Information supplied:
- - -

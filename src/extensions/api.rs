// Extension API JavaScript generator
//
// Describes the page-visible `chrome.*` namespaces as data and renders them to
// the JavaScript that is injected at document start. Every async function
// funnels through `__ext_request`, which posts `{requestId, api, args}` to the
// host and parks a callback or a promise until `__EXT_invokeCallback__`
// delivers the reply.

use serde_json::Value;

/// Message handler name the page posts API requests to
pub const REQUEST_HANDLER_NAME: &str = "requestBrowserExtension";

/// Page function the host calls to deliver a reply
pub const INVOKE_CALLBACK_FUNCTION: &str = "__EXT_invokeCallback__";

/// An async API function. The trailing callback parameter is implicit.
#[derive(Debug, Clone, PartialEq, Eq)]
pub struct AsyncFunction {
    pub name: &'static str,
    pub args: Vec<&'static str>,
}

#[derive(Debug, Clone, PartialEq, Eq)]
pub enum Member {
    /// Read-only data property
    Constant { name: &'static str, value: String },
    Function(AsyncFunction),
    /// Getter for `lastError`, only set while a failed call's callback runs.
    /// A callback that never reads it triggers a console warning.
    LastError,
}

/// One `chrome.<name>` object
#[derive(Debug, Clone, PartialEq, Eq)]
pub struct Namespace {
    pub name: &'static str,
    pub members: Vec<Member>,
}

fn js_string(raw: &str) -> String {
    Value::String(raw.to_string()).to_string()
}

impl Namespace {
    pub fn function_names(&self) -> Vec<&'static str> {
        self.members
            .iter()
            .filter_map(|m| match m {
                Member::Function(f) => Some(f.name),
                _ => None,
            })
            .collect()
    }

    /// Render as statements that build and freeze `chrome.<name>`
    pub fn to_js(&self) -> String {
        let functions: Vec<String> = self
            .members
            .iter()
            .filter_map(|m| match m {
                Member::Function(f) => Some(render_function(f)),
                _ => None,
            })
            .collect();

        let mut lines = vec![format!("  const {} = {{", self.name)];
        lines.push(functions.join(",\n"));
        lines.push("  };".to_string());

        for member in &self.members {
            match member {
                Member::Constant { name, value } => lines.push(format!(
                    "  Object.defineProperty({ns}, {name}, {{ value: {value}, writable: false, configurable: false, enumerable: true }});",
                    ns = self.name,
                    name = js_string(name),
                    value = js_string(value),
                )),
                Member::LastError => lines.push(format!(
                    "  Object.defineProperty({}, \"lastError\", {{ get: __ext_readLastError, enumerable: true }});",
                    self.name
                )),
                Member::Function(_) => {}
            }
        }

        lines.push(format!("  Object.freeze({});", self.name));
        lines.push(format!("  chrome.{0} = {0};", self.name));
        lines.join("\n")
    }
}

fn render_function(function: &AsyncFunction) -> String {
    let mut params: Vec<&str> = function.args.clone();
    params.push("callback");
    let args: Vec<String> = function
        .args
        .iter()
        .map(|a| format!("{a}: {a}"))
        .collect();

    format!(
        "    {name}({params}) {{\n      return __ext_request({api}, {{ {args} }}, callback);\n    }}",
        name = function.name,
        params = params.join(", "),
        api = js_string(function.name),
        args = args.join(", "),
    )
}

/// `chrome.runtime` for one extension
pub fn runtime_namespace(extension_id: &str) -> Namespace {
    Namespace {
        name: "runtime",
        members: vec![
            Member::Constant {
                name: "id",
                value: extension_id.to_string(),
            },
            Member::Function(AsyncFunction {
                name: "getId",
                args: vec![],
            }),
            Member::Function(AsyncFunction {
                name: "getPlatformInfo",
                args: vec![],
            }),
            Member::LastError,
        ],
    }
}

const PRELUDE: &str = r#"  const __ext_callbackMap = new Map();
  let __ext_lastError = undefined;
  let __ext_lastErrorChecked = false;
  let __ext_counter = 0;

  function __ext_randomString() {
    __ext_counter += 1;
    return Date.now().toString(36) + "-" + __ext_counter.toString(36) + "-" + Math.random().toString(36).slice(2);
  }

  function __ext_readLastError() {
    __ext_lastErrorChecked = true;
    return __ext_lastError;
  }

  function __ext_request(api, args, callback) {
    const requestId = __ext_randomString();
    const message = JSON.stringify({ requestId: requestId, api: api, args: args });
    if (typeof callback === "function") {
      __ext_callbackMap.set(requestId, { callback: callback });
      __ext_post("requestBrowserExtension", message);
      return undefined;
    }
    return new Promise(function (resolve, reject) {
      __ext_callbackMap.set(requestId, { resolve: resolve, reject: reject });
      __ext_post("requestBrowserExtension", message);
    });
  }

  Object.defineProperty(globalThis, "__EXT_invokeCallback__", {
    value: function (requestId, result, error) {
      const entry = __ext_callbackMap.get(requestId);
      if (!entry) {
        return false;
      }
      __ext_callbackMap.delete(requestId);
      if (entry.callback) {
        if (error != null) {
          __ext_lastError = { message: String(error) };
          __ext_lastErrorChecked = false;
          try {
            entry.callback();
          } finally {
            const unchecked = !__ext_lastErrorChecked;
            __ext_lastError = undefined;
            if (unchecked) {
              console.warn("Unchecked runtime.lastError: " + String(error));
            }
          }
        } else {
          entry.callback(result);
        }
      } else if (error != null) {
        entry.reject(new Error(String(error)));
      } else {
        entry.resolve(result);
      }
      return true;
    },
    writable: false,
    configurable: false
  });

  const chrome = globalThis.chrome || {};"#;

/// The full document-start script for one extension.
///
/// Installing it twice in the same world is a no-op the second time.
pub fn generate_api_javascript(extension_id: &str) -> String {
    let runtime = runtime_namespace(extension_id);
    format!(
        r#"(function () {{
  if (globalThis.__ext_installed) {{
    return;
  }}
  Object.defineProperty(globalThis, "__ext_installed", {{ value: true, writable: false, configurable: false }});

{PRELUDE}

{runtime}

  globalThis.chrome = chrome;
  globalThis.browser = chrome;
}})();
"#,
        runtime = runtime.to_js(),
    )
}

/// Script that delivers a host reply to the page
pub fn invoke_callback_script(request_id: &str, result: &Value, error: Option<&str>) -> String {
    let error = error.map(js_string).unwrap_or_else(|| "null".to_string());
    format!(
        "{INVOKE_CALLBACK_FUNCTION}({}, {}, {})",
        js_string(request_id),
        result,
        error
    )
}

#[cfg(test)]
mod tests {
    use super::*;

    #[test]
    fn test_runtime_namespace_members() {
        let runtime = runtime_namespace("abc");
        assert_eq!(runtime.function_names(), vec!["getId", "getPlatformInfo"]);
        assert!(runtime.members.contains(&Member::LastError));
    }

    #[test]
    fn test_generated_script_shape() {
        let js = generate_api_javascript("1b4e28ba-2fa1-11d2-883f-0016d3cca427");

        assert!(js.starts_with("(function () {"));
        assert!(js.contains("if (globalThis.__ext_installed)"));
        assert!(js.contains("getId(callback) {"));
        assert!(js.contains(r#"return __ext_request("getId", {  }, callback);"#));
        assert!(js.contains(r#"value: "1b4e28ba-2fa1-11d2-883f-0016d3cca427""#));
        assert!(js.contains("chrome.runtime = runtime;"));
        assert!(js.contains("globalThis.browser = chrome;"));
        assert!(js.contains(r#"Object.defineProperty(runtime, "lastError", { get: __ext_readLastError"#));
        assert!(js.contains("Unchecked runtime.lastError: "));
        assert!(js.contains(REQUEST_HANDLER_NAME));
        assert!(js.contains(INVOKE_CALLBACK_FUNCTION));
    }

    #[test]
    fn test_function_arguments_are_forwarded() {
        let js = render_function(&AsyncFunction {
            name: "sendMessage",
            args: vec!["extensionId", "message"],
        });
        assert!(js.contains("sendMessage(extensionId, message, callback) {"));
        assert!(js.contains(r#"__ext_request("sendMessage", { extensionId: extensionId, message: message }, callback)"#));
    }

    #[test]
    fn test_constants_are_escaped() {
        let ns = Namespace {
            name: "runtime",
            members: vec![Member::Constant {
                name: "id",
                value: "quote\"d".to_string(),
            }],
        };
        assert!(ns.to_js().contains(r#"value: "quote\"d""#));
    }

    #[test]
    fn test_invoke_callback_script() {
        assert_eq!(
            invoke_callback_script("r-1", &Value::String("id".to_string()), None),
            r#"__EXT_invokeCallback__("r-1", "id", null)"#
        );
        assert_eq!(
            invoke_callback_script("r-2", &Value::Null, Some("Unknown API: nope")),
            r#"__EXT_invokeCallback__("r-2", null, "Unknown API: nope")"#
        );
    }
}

- - -

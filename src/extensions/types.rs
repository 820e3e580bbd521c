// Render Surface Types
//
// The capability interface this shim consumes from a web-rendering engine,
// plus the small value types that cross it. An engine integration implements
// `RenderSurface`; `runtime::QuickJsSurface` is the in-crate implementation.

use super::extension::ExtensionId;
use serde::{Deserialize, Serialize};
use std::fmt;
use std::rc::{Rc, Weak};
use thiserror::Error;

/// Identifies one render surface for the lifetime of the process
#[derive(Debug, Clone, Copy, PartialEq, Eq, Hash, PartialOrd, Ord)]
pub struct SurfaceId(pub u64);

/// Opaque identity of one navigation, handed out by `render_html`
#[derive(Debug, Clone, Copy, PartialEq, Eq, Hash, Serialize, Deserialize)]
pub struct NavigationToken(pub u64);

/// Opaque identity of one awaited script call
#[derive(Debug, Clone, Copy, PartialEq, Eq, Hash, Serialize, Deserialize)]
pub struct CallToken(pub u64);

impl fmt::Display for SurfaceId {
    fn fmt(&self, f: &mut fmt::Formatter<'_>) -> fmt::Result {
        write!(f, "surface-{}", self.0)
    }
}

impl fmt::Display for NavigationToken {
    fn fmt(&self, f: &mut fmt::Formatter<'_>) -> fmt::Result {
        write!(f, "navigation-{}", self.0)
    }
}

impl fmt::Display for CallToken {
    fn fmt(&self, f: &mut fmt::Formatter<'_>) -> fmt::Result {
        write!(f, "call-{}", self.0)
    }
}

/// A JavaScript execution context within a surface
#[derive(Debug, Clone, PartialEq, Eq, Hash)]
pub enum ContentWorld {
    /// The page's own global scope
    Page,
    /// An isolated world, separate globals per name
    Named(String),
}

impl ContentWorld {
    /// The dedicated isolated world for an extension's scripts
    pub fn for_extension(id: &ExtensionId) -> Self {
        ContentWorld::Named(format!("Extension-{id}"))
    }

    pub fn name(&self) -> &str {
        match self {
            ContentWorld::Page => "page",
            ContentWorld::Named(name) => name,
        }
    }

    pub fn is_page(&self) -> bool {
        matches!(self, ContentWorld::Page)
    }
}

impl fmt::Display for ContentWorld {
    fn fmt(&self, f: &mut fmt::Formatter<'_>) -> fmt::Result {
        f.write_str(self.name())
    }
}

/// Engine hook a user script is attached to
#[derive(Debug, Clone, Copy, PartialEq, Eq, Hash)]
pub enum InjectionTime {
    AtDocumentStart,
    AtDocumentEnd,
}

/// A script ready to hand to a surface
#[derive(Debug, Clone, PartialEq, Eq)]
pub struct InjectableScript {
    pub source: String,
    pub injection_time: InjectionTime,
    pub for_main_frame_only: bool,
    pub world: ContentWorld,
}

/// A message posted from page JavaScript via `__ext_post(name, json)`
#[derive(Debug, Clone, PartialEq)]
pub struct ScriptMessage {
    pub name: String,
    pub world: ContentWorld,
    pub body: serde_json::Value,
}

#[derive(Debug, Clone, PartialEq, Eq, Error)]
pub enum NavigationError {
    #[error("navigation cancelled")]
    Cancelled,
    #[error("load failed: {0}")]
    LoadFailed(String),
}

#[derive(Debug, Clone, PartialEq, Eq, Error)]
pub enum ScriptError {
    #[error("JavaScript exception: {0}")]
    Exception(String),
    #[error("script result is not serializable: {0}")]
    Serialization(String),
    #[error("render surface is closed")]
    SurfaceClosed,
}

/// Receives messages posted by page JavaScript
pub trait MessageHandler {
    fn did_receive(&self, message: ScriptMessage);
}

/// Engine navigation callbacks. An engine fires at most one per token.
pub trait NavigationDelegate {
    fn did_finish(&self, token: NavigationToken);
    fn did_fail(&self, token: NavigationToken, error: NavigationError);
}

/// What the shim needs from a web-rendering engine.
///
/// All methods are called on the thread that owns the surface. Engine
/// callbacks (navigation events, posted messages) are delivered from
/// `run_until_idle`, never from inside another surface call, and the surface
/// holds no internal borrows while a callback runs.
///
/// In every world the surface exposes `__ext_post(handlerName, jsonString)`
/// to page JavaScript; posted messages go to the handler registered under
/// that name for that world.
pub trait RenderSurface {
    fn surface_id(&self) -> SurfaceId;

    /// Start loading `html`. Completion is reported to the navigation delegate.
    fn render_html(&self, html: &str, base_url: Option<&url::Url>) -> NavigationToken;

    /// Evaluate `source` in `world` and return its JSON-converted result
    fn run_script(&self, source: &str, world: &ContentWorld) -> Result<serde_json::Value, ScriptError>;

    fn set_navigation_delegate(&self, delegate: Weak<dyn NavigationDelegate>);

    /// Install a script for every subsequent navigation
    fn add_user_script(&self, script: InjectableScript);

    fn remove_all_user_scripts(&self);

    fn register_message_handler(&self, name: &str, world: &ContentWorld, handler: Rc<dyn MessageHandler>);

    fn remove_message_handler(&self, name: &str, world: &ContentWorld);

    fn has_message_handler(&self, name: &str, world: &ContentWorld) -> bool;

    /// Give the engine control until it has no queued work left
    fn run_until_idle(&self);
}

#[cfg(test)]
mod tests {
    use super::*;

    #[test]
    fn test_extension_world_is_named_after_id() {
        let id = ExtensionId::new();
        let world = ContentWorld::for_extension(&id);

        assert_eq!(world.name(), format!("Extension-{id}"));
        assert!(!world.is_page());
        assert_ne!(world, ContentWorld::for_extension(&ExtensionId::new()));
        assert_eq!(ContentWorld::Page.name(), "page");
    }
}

- - -

Scan the lines above, and whenever one holds the string "shim", copy it.

Task result:
// The capability interface this shim consumes from a web-rendering engine,
/// What the shim needs from a web-rendering engine.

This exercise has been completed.